By Jason Mount
Christmas is coming to campus early with a production of “White Christmas,” running from Nov. 16-20.
Director and Professor of Musical Theater Robin Lewis said the show is about finding one’s “inner Christmas,” as it is centered around a group of four performers who create a show in a Vermont lodge around Christmas time.
The musical will showcase lots of 1950s style singing and dancing as a “throwback to the Hollywood musicals,” said Lewis. The show is also going to include tap dancing routines.
Lewis noted that the production’s themes of love, friendship and community are all important in light of current events in the news.
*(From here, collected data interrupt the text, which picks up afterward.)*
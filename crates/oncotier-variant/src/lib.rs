//! Variant admission and gene knowledge tables.
//!
//! `normalize` turns heterogeneous protein notations into a canonical
//! short form and rejects variant classes the pipeline does not assess.
//! `classes` decides whether a concrete variant falls under a given FDA
//! indication. `gene_context` carries the curated gene-level tables the
//! tier engine and narrator consult.

pub mod classes;
pub mod gene_context;
pub mod normalize;

pub use normalize::{NormalizedVariant, Normalizer, RejectedVariant, VariantKind};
“It’s about not just taking care of yourself, but taking care of others,” he said. “I think that speaks to what’s happening in our world right now.”
“White Christmas” also hits home as a Christmas tradition for some people.
“‘White Christmas’ has been one of my favorite shows since I was very young; I wanted to be a part of it any way that I could,” junior musical theater major Nicholas Ziobro said.
Ziobro, who plays the character of Bob Wallace, said he looked to the movie and analyzed it several times in preparation for his role. He also looked to Bing Crosby, who plays Bob Wallace in the film adaptation, for inspiration.
“[Bob Wallace] is a Broadway and TV star in the ’50s, who can be a little rough around the edges, but is really a big softie at heart,” Ziobro described. “He is very passionate about what he does and the people around him.”
The production is gearing up to be a holiday extravaganza, and the pressure intensified, as Lewis explained that finding the “old movie style” for choreography and singing proved to be somewhat of a challenge.
“It’s just a huge production,” Lewis said. “This is one of the biggest shows I’ve done here.”
When asked about what he thinks are highlights of the production, Ziobro said, “The cast has been so much fun to work with, and the music is just outstanding. The set and the lighting and dance numbers are all spectacular.”
Lewis said “White Christmas” means a lot to him, too.
“To me, it’s not just about Christmas and the holidays; it’s about love and taking care of each other,” Lewis said. “I find that students have also taken care of each other not just in the show, but in the process as well.”
With the holiday spirit in mind, Ziobro hopes the message of taking care of one another sticks with the audience.
“I think everyone will walk away with a big smile on their face, and hopefully feel obligated to go out and help those in need this holiday season — that’s really what the show is about,” said Ziobro.
Lewis hopes that the audiences realize the theme of community, but also hopes they take away something else.
“I think what I want people to take out of it is the support of the arts here at Rider,” Lewis said. “The arts just need support in general. I want people to say, ‘You know, I want to see another production here at Rider,’ because they’re really good.”
Tickets are available online at rider.edu/arts, over the phone or at the box office. Admission is $25 for adults, $20 for seniors and non-Rider students. Preview performance tickets are sold at the door for $9.
Originally printed in the 11/16/16 edition.